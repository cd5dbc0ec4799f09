/*!
 * Scheduler
 *
 * Public entry point. Resolves each submission's contexts, routes add and
 * remove requests to the matching execution units, lazily provisions worker
 * threads for the thread context, and exposes the host-loop tick calls.
 *
 * One explicit `Scheduler` per runtime; nothing here is global, so several
 * independent schedulers can coexist (tests rely on this).
 */

pub mod builder;
pub mod clock;
pub mod config;
mod queues;
mod registry;
pub mod resolve;
pub mod slots;
mod unit;
mod worker;

pub use builder::SchedulerBuilder;
pub use clock::{FrameTime, UnitClock};
pub use config::{BatchPolicy, SchedulerConfig, UnitConfig};
pub use resolve::{resolve_contexts, DEFAULT_CONTEXT};
pub use slots::{SlotAllocator, Slotted};
pub use unit::TickReport;

use crate::core::errors::{SchedulerError, SchedulerResult};
use crate::core::id::ProcessId;
use crate::core::types::{Context, CONTEXT_COUNT};
use crate::monitoring::{SchedulerStats, UnitStats};
use crate::process::{
    HandleCore, JobDriver, Poll, ProcessBuilder, ProcessHandle, StopReason, Task, ThreadJobDriver,
    Tick,
};
use parking_lot::Mutex;
use queues::{Request, UnitQueues};
use registry::Registry;
use std::sync::atomic::{AtomicBool, Ordering};
use std::sync::Arc;
use tracing::{debug, info, warn};
use unit::ExecutionUnit;
use worker::WorkerPool;

/// Host-driven unit plus the producer handles the facade needs without locking it
struct HostUnit {
    queues: Arc<UnitQueues>,
    stats: Arc<UnitStats>,
    unit: Mutex<ExecutionUnit>,
}

impl HostUnit {
    fn new(unit: ExecutionUnit) -> Self {
        Self {
            queues: Arc::clone(unit.queues()),
            stats: Arc::clone(unit.stats()),
            unit: Mutex::new(unit),
        }
    }
}

/// Cooperative multi-context scheduler
pub struct Scheduler {
    config: SchedulerConfig,
    registry: Arc<Registry>,
    host: [Option<HostUnit>; CONTEXT_COUNT],
    workers: WorkerPool,
    job_driver: Arc<dyn JobDriver>,
    shutting_down: AtomicBool,
}

impl Scheduler {
    pub fn builder() -> SchedulerBuilder {
        SchedulerBuilder::new()
    }

    /// Scheduler with the thread-backed job driver
    pub fn new(config: SchedulerConfig) -> SchedulerResult<Self> {
        Self::with_driver(config, Arc::new(ThreadJobDriver::new()))
    }

    pub fn with_driver(
        config: SchedulerConfig,
        job_driver: Arc<dyn JobDriver>,
    ) -> SchedulerResult<Self> {
        config.validate()?;
        let registry = Arc::new(Registry::new(config.pool_capacity));

        let host = std::array::from_fn(|index| {
            Context::from_index(index)
                .filter(|context| context.is_host_driven())
                .map(|context| {
                    HostUnit::new(ExecutionUnit::new(
                        context,
                        None,
                        config.unit(context),
                        Arc::clone(&registry),
                    ))
                })
        });
        let workers = WorkerPool::new(
            config.max_worker_threads,
            config.unit(Context::Thread),
            config.worker_idle_sleep,
            Arc::clone(&registry),
        );

        info!(
            capacity = config.default_unit.capacity,
            max_workers = config.max_worker_threads,
            async_budget_ms = config.async_budget.as_millis() as u64,
            "Scheduler initialized"
        );

        Ok(Self {
            config,
            registry,
            host,
            workers,
            job_driver,
            shutting_down: AtomicBool::new(false),
        })
    }

    pub fn config(&self) -> &SchedulerConfig {
        &self.config
    }

    /// Driver used by `spawn_job`; share it to build job handles by hand
    pub fn job_driver(&self) -> Arc<dyn JobDriver> {
        Arc::clone(&self.job_driver)
    }

    // ========================================================================
    // Submission
    // ========================================================================

    /// Submit a handle built with `ProcessHandle::builder`
    ///
    /// Idempotent while the handle is scheduled. A finished handle that every
    /// unit has released is reset and submitted fresh.
    pub fn start(&self, handle: &ProcessHandle) -> SchedulerResult<()> {
        self.submit_core(&handle.core)
    }

    /// Build and submit in one step
    pub fn submit(&self, builder: ProcessBuilder) -> SchedulerResult<ProcessHandle> {
        let core = self.registry.acquire();
        core.install(builder);
        self.submit_core(&core)?;
        Ok(ProcessHandle::from_core(core))
    }

    /// Run a callback in one context
    pub fn run<F>(&self, context: Context, callback: F) -> SchedulerResult<ProcessHandle>
    where
        F: FnMut(&Tick) -> Poll + Send + 'static,
    {
        self.submit(ProcessBuilder::new().context(context).callback(callback))
    }

    /// Run a task in every context it declares
    pub fn spawn<T: Task>(&self, task: T) -> SchedulerResult<ProcessHandle> {
        self.submit(ProcessBuilder::new().task(task))
    }

    /// Drive a parallel job to completion from the update loop
    pub fn spawn_job<F>(&self, work: F) -> SchedulerResult<ProcessHandle>
    where
        F: Fn() + Send + Sync + 'static,
    {
        self.submit(ProcessBuilder::new().job(self.job_driver(), work))
    }

    fn submit_core(&self, core: &Arc<HandleCore>) -> SchedulerResult<()> {
        if self.shutting_down.load(Ordering::Acquire) {
            return Err(SchedulerError::ShuttingDown);
        }

        let state = core.state();
        if state.is_scheduled() {
            return Ok(());
        }
        if state.is_terminal() && !core.rewind() && core.state().is_terminal() {
            return Err(SchedulerError::StillEvicting);
        }

        let mask = {
            let body = core.body();
            resolve_contexts(body.requested, body.profile, body.has_job, body.flags)?
        };

        let mut reserved: Vec<Arc<UnitQueues>> = Vec::with_capacity(mask.len());
        let mut worker = None;
        for context in mask.iter() {
            let queues = match self.reserve(context) {
                Ok((queues, index)) => {
                    worker = worker.or(index);
                    queues
                }
                Err(err) => {
                    reserved.iter().for_each(|q| q.cancel_reservation());
                    warn!(id = %core.id(), %context, error = %err, "Submission rejected");
                    return Err(err);
                }
            };
            reserved.push(queues);
        }

        // Registered before the claim so an immediate eviction can unregister it
        self.registry.insert(core);
        if core.begin_submission(mask).is_none() {
            // A concurrent start claimed it first
            reserved.iter().for_each(|q| q.cancel_reservation());
            return Ok(());
        }

        core.set_worker(worker);
        for queues in &reserved {
            queues.push_add(Request::new(Arc::clone(core)));
        }
        debug!(id = %core.id(), contexts = %mask, "Process submitted");
        Ok(())
    }

    /// Reserve room in the unit serving `context`
    fn reserve(&self, context: Context) -> SchedulerResult<(Arc<UnitQueues>, Option<usize>)> {
        let (queues, worker) = match context {
            Context::Thread => {
                let worker = self.workers.select()?;
                (Arc::clone(worker.queues()), Some(worker.index()))
            }
            _ => (Arc::clone(&self.host_unit(context)?.queues), None),
        };
        queues.try_reserve()?;
        Ok((queues, worker))
    }

    fn host_unit(&self, context: Context) -> SchedulerResult<&HostUnit> {
        self.host[context.index()]
            .as_ref()
            .ok_or_else(|| SchedulerError::Config(format!("{} is not host driven", context)))
    }

    /// Producer queues of the unit currently holding `core` in `context`
    fn queues_of(&self, core: &HandleCore, context: Context) -> Option<Arc<UnitQueues>> {
        match context {
            Context::Thread => core
                .worker()
                .and_then(|index| self.workers.get(index))
                .map(|worker| Arc::clone(worker.queues())),
            _ => self.host[context.index()]
                .as_ref()
                .map(|host| Arc::clone(&host.queues)),
        }
    }

    // ========================================================================
    // Cancellation
    // ========================================================================

    /// Cancel a process; takes effect on each owning unit's next tick
    ///
    /// Returns false when the process was not scheduled or already cancelled.
    pub fn stop(&self, handle: &ProcessHandle) -> bool {
        self.stop_core(&handle.core, StopReason::Cancelled)
    }

    pub fn stop_id(&self, id: ProcessId) -> bool {
        self.registry
            .get(id)
            .is_some_and(|core| self.stop_core(&core, StopReason::Cancelled))
    }

    fn stop_core(&self, core: &Arc<HandleCore>, reason: StopReason) -> bool {
        if !core.state().is_scheduled() || !core.request_cancel(reason) {
            return false;
        }
        for context in core.joined().iter() {
            if let Some(queues) = self.queues_of(core, context) {
                queues.push_remove(Request::new(Arc::clone(core)));
            }
        }
        debug!(id = %core.id(), ?reason, "Process cancellation requested");
        true
    }

    /// Cancel everything scheduled (hard reset); returns how many were cancelled
    pub fn clear(&self) -> usize {
        let cancelled = self
            .registry
            .collect(None)
            .iter()
            .filter(|core| self.stop_core(core, StopReason::Cancelled))
            .count();
        info!(cancelled, "Scheduler cleared");
        cancelled
    }

    // ========================================================================
    // Queries
    // ========================================================================

    pub fn get(&self, id: ProcessId) -> Option<ProcessHandle> {
        self.registry.get(id).map(ProcessHandle::from_core)
    }

    /// First process with this name, across all contexts or within one
    pub fn find(&self, name: &str, context: Option<Context>) -> Option<ProcessHandle> {
        self.registry
            .find(name, context)
            .map(ProcessHandle::from_core)
    }

    /// Registered processes ordered by id, across all contexts or within one
    pub fn processes(&self, context: Option<Context>) -> Vec<ProcessHandle> {
        self.registry
            .collect(context)
            .into_iter()
            .map(ProcessHandle::from_core)
            .collect()
    }

    /// Whether this exact handle is registered (submitted and not yet evicted)
    pub fn contains(&self, handle: &ProcessHandle) -> bool {
        self.registry
            .get(handle.id())
            .is_some_and(|core| Arc::ptr_eq(&core, &handle.core))
    }

    pub fn len(&self) -> usize {
        self.registry.len()
    }

    pub fn is_empty(&self) -> bool {
        self.registry.is_empty()
    }

    // ========================================================================
    // Host loop
    // ========================================================================

    /// Tick one host-driven context; thread units drive themselves
    pub fn tick(&self, context: Context, time: FrameTime) -> TickReport {
        match self.host[context.index()].as_ref() {
            Some(host) => host.unit.lock().tick(time),
            None => TickReport::idle(),
        }
    }

    pub fn update(&self, time: FrameTime) -> TickReport {
        self.tick(Context::Update, time)
    }

    pub fn late_update(&self, time: FrameTime) -> TickReport {
        self.tick(Context::LateUpdate, time)
    }

    pub fn fixed_update(&self, time: FrameTime) -> TickReport {
        self.tick(Context::FixedUpdate, time)
    }

    pub fn async_update(&self, time: FrameTime) -> TickReport {
        self.tick(Context::Async, time)
    }

    pub fn editor_update(&self, time: FrameTime) -> TickReport {
        self.tick(Context::Editor, time)
    }

    /// One frame: update, then the time-sliced async pass, then late update
    pub fn frame(&self, time: FrameTime) -> TickReport {
        let mut report = self.update(time);
        report += self.async_update(time);
        report += self.late_update(time);
        report
    }

    // ========================================================================
    // Lifecycle
    // ========================================================================

    pub fn stats(&self) -> SchedulerStats {
        let mut units: Vec<_> = self
            .host
            .iter()
            .flatten()
            .map(|host| host.stats.snapshot())
            .collect();
        units.extend(self.workers.snapshots());
        SchedulerStats {
            units,
            registered: self.registry.len(),
            pooled: self.registry.pooled(),
            workers: self.workers.len(),
        }
    }

    pub fn is_shutting_down(&self) -> bool {
        self.shutting_down.load(Ordering::Acquire)
    }

    /// Stop workers and evict everything still scheduled
    ///
    /// Further submissions fail with `ShuttingDown`.
    pub fn shutdown(&self) {
        if self.shutting_down.swap(true, Ordering::AcqRel) {
            return;
        }
        self.workers.shutdown();
        let evicted: usize = self
            .host
            .iter()
            .flatten()
            .map(|host| host.unit.lock().shutdown(StopReason::Shutdown))
            .sum();
        info!(evicted, "Scheduler shut down");
    }
}

impl Drop for Scheduler {
    fn drop(&mut self) {
        self.shutdown();
    }
}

***

- [Work instruction]:
Output nothing but the lines from the one containing "report += self.async_update(time);" to the end of the listing, both of those included, exactly as given.

- [Result below]:
        report += self.async_update(time);
        report += self.late_update(time);
        report
    }

    // ========================================================================
    // Lifecycle
    // ========================================================================

    pub fn stats(&self) -> SchedulerStats {
        let mut units: Vec<_> = self
            .host
            .iter()
            .flatten()
            .map(|host| host.stats.snapshot())
            .collect();
        units.extend(self.workers.snapshots());
        SchedulerStats {
            units,
            registered: self.registry.len(),
            pooled: self.registry.pooled(),
            workers: self.workers.len(),
        }
    }

    pub fn is_shutting_down(&self) -> bool {
        self.shutting_down.load(Ordering::Acquire)
    }

    /// Stop workers and evict everything still scheduled
    ///
    /// Further submissions fail with `ShuttingDown`.
    pub fn shutdown(&self) {
        if self.shutting_down.swap(true, Ordering::AcqRel) {
            return;
        }
        self.workers.shutdown();
        let evicted: usize = self
            .host
            .iter()
            .flatten()
            .map(|host| host.unit.lock().shutdown(StopReason::Shutdown))
            .sum();
        info!(evicted, "Scheduler shut down");
    }
}

impl Drop for Scheduler {
    fn drop(&mut self) {
        self.shutdown();
    }
}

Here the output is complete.